For weeks, after sunset, their flapping wings filled the Sky Beam shining up from the pyramid of the Luxor casino, and their dead exoskeletons littered the sidewalks. The media speculated the outbreak could be attributed to a wet winter that allowed more eggs to hatch and to the city’s artificial lights, which lured in grasshoppers like moths to flame.

A new analysis substantiates the link to the city’s lights — with worrying implications for the grasshoppers. Elske Tielens, an insect ecologist at the University of Oklahoma, found that on July 26, 2019, the peak night of the invasion, some 46 million grasshoppers took wing and clustered over the brightest parts of the city.

“It’s really hard to wrap your mind around that volume,” she said. “We’re getting more grasshoppers in the air on a single day than you get humans coming to Vegas to gamble across an entire year.”

The glow of Las Vegas’ nighttime wattage escapes straight up into space, where satellites measure it as the brightest city on the planet by a wide margin. The rest of that light, overflowing into the atmosphere, forms a glowing dome that the U.S. National Park Service recently measured from 200 miles away.
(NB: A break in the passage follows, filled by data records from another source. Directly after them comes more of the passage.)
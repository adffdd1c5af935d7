//! Signing clients: one per registered tenant.
//!
//! [`SigningClient`] is a closed sum over the two backends:
//!
//! - [`SimulatedClient`]: signs every request and answers with canned success
//!   payloads; never touches the network
//! - [`ProviderClient`]: signs and forwards a fixed set of operations to the remote
//!   provider API
//!
//! Both variants share the call contract: the tenant's `sys_id`, `product_id` and a
//! `timestamp` are injected into the parameters, the result is signed, and the
//! signature is added under [`SIGN_FIELD`](crate::signing::SIGN_FIELD).
//!
//! Clients are built by [`ClientFactory`], which encodes the fallback policy.

mod factory;
mod provider;
mod simulated;
mod staging;

use chrono::Local;
pub use factory::ClientFactory;
pub use provider::{ProviderClient, SUPPORTED_ENDPOINTS};
use serde_json::Value;
pub use simulated::SimulatedClient;
use tracing::instrument;

use crate::{
    error::Result,
    model::{BackendKind, CallResult, CredentialBundle, Environment, Params},
    security::audit::redact_tenant_id,
    signing::{RequestSigner, SIGN_FIELD},
};

/// Parameter carrying the tenant (system) identifier.
pub const SYS_ID_FIELD: &str = "sys_id";
/// Parameter carrying the product identifier.
pub const PRODUCT_ID_FIELD: &str = "product_id";
/// Parameter carrying the call timestamp.
pub const TIMESTAMP_FIELD: &str = "timestamp";

const TIMESTAMP_FORMAT: &str = "%Y%m%d%H%M%S";

/// Identity a client signs on behalf of. Copied from the credential bundle.
#[derive(Debug, Clone, PartialEq, Eq)]
pub struct TenantIdentity {
    /// Tenant (system) identifier.
    pub tenant_id: String,
    /// Provider product identifier.
    pub product_id: String,
    /// Provider environment.
    pub environment: Environment,
}

impl From<&CredentialBundle> for TenantIdentity {
    fn from(bundle: &CredentialBundle) -> Self {
        Self {
            tenant_id: bundle.tenant_id().to_owned(),
            product_id: bundle.product_id().to_owned(),
            environment: bundle.environment(),
        }
    }
}

/// A tenant's signing client.
#[derive(Debug)]
pub enum SigningClient {
    /// Local simulation.
    Simulated(SimulatedClient),
    /// Remote provider session.
    Provider(ProviderClient),
}

impl SigningClient {
    /// Signs `params` and executes the call against `endpoint`.
    ///
    /// # Errors
    ///
    /// - [`GatewayError::Signing`] if the signature cannot be computed
    /// - [`GatewayError::UnsupportedOperation`] if the provider backend does not serve `endpoint`
    /// - [`GatewayError::Transport`] if the remote call fails, times out, or the session was
    ///   released
    ///
    /// [`GatewayError::Signing`]: crate::error::GatewayError::Signing
    /// [`GatewayError::UnsupportedOperation`]: crate::error::GatewayError::UnsupportedOperation
    /// [`GatewayError::Transport`]: crate::error::GatewayError::Transport
    #[instrument(
        skip(self, params),
        fields(
            tenant = %redact_tenant_id(self.identity().tenant_id.as_str()),
            backend = %self.backend()
        )
    )]
    pub async fn call(&self, endpoint: &str, params: Params) -> Result<CallResult> {
        match self {
            Self::Simulated(client) => client.call(endpoint, params),
            Self::Provider(client) => client.call(endpoint, params).await,
        }
    }

    /// Releases backend-held resources.
    ///
    /// Runs at most once: returns `Ok(true)` when this call performed the release
    /// and `Ok(false)` if the client was already released.
    ///
    /// # Errors
    ///
    /// Returns [`GatewayError::Cleanup`] if resources could not be fully released. The
    /// client counts as released either way.
    ///
    /// [`GatewayError::Cleanup`]: crate::error::GatewayError::Cleanup
    pub fn release(&self) -> Result<bool> {
        match self {
            Self::Simulated(client) => Ok(client.release()),
            Self::Provider(client) => client.release(),
        }
    }

    /// Returns true once [`release`](Self::release) has run.
    #[must_use]
    pub fn is_released(&self) -> bool {
        match self {
            Self::Simulated(client) => client.is_released(),
            Self::Provider(client) => client.is_released(),
        }
    }

    /// Which backend serves this client.
    #[must_use]
    pub const fn backend(&self) -> BackendKind {
        match self {
            Self::Simulated(_) => BackendKind::Simulated,
            Self::Provider(_) => BackendKind::Provider,
        }
    }

    /// Identity the client signs for.
    #[must_use]
    pub const fn identity(&self) -> &TenantIdentity {
        match self {
            Self::Simulated(client) => client.identity(),
            Self::Provider(client) => client.identity(),
        }
    }

    /// Public fingerprint of the signing key.
    #[must_use]
    pub fn key_fingerprint(&self) -> &str {
        match self {
            Self::Simulated(client) => client.signer().key_fingerprint(),
            Self::Provider(client) => client.signer().key_fingerprint(),
        }
    }
}

/// Injects identity and timestamp into `params`, then signs them.
///
/// Identity fields supplied by the caller are overwritten so a client can only
/// ever sign for its own tenant.
pub(crate) fn sign_call_params(
    identity: &TenantIdentity,
    signer: &RequestSigner,
    mut params: Params,
) -> Result<Params> {
    params.insert(SYS_ID_FIELD.to_owned(), Value::from(identity.tenant_id.as_str()));
    params.insert(PRODUCT_ID_FIELD.to_owned(), Value::from(identity.product_id.as_str()));
    params.insert(
        TIMESTAMP_FIELD.to_owned(),
        Value::from(Local::now().format(TIMESTAMP_FORMAT).to_string()),
    );

    let sign = signer.sign(&params)?;
    params.insert(SIGN_FIELD.to_owned(), Value::from(sign));
    Ok(params)
}
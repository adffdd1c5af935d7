//! Observability for the gateway server.
//!
//! Structured logging setup and the `/health` report.

use std::io;

use serde_json::{Value, json};
use tracing_subscriber::{
    EnvFilter, Layer,
    fmt::{self, format::FmtSpan},
    layer::SubscriberExt,
    util::{SubscriberInitExt, TryInitError},
};

/// Log format configuration.
#[derive(Debug, Clone, Copy, PartialEq, Eq)]
pub enum LogFormat {
    /// Human-readable pretty format for development.
    Pretty,
    /// JSON format for production log aggregation.
    Json,
}

impl LogFormat {
    /// Determines log format from environment.
    ///
    /// Checks `LOG_FORMAT` environment variable:
    /// - `json` => JSON format
    /// - `pretty` or unset => Pretty format
    #[must_use]
    pub fn from_env() -> Self {
        Self::parse(&std::env::var("LOG_FORMAT").unwrap_or_default())
    }

    fn parse(value: &str) -> Self {
        match value.trim().to_lowercase().as_str() {
            "json" => Self::Json,
            _ => Self::Pretty,
        }
    }
}

/// Installs the global tracing subscriber.
///
/// Output goes to stderr. The level filter comes from `RUST_LOG` and defaults
/// to `info`. Audit events are emitted on the `audit` target, so
/// `RUST_LOG=info,audit=off` silences them.
///
/// # Errors
///
/// Returns an error if a global subscriber is already installed.
pub fn init_observability(format: LogFormat) -> Result<(), TryInitError> {
    let filter = EnvFilter::try_from_default_env().unwrap_or_else(|_| EnvFilter::new("info"));

    let output = match format {
        LogFormat::Pretty => fmt::layer()
            .with_target(true)
            .with_span_events(FmtSpan::CLOSE)
            .with_writer(io::stderr)
            .boxed(),
        LogFormat::Json => fmt::layer()
            .json()
            .with_current_span(true)
            .with_span_list(false)
            .with_target(true)
            .with_span_events(FmtSpan::CLOSE)
            .with_writer(io::stderr)
            .boxed(),
    };

    tracing_subscriber::registry().with(filter).with(output).try_init()
}

/// Health check status.
#[derive(Debug, Clone, Copy, PartialEq, Eq)]
pub enum HealthStatus {
    /// Serving with the configured backends.
    Healthy,
    /// Serving, but with reduced capability.
    Degraded,
}

impl HealthStatus {
    /// Returns string representation for JSON serialization.
    #[must_use]
    pub const fn as_str(&self) -> &'static str {
        match self {
            Self::Healthy => "healthy",
            Self::Degraded => "degraded",
        }
    }
}

/// Status of an individual check.
#[derive(Debug, Clone, Copy, PartialEq, Eq)]
pub enum HealthCheckStatus {
    /// Check passed.
    Pass,
    /// Degraded but operational.
    Warn,
}

impl HealthCheckStatus {
    /// Returns string representation for JSON serialization.
    #[must_use]
    pub const fn as_str(&self) -> &'static str {
        match self {
            Self::Pass => "pass",
            Self::Warn => "warn",
        }
    }
}

/// Individual health check result.
#[derive(Debug, Clone)]
pub struct HealthCheck {
    /// Check name.
    pub name: String,
    /// Check status.
    pub status: HealthCheckStatus,
    /// Optional message with details.
    pub message: Option<String>,
}

impl HealthCheck {
    /// Creates a passing check with a message.
    #[must_use]
    pub fn pass<N: Into<String>, M: Into<String>>(name: N, message: M) -> Self {
        Self { name: name.into(), status: HealthCheckStatus::Pass, message: Some(message.into()) }
    }

    /// Creates a warning check with a message.
    #[must_use]
    pub fn warn<N: Into<String>, M: Into<String>>(name: N, message: M) -> Self {
        Self { name: name.into(), status: HealthCheckStatus::Warn, message: Some(message.into()) }
    }
}

/// Health report served at `/health`.
#[derive(Debug, Clone)]
pub struct HealthReport {
    /// Overall status.
    pub status: HealthStatus,
    /// Server version.
    pub version: String,
    /// Uptime in seconds.
    pub uptime_secs: u64,
    /// Number of registered tenants.
    pub tenants: usize,
    /// Individual checks.
    pub checks: Vec<HealthCheck>,
}

impl HealthReport {
    /// Builds a report, deriving the overall status from `checks`.
    #[must_use]
    pub fn new(uptime_secs: u64, tenants: usize, checks: Vec<HealthCheck>) -> Self {
        Self {
            status: Self::compute_status(&checks),
            version: env!("CARGO_PKG_VERSION").to_owned(),
            uptime_secs,
            tenants,
            checks,
        }
    }

    /// JSON form of the report.
    #[must_use]
    pub fn to_json(&self) -> Value {
        json!({
            "status": self.status.as_str(),
            "version": self.version,
            "uptime_secs": self.uptime_secs,
            "tenants": self.tenants,
            "checks": self.checks.iter().map(|c| {
                let mut obj = json!({
                    "name": c.name,
                    "status": c.status.as_str(),
                });
                if let Some(msg) = &c.message {
                    obj["message"] = Value::String(msg.clone());
                }
                obj
            }).collect::<Vec<_>>(),
        })
    }

    /// Determines overall status from individual checks.
    #[must_use]
    pub fn compute_status(checks: &[HealthCheck]) -> HealthStatus {
        if checks.iter().any(|c| c.status == HealthCheckStatus::Warn) {
            HealthStatus::Degraded
        } else {
            HealthStatus::Healthy
        }
    }
}
use reqwest::StatusCode;
use thiserror::Error;

use crate::data::GroupId;

/// All of the ways a FullNode API call can fail before, during or after the
/// round trip to the node
#[derive(Error, Debug)]
pub enum FullNodeError {
    #[error("{0}")]
    Other(anyhow::Error),

    #[error("Invalid parameter: {0}")]
    ParamValue(String),

    #[error("Not a member of group <{0}>")]
    NotInGroup(GroupId),

    #[error("Not the owner of group <{0}>")]
    NotGroupOwner(GroupId),

    #[error("Node responded with status {status}: {body}")]
    Status { status: StatusCode, body: String },

    #[error("Unexpected response from node: {0}")]
    UnexpectedResponse(String),

    #[error(transparent)]
    Http(#[from] reqwest::Error),

    #[error(transparent)]
    UrlParse(#[from] url::ParseError),
}

impl From<anyhow::Error> for FullNodeError {
    fn from(error: anyhow::Error) -> Self {
        FullNodeError::Other(error)
    }
}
Insect ecologists have spent years studying how individual lamps and nighttime traps can be a siren call for insects, tempting them to their deaths. But Tielens and her colleagues, inspired by coverage of the 2019 Vegas grasshopper invasion, saw an opportunity to hunt for a wider pattern. They found the roving clouds of grasshoppers had been visible in weather radar data. Then they overlaid radar movement patterns with maps of the city’s vegetation and its nighttime lighting.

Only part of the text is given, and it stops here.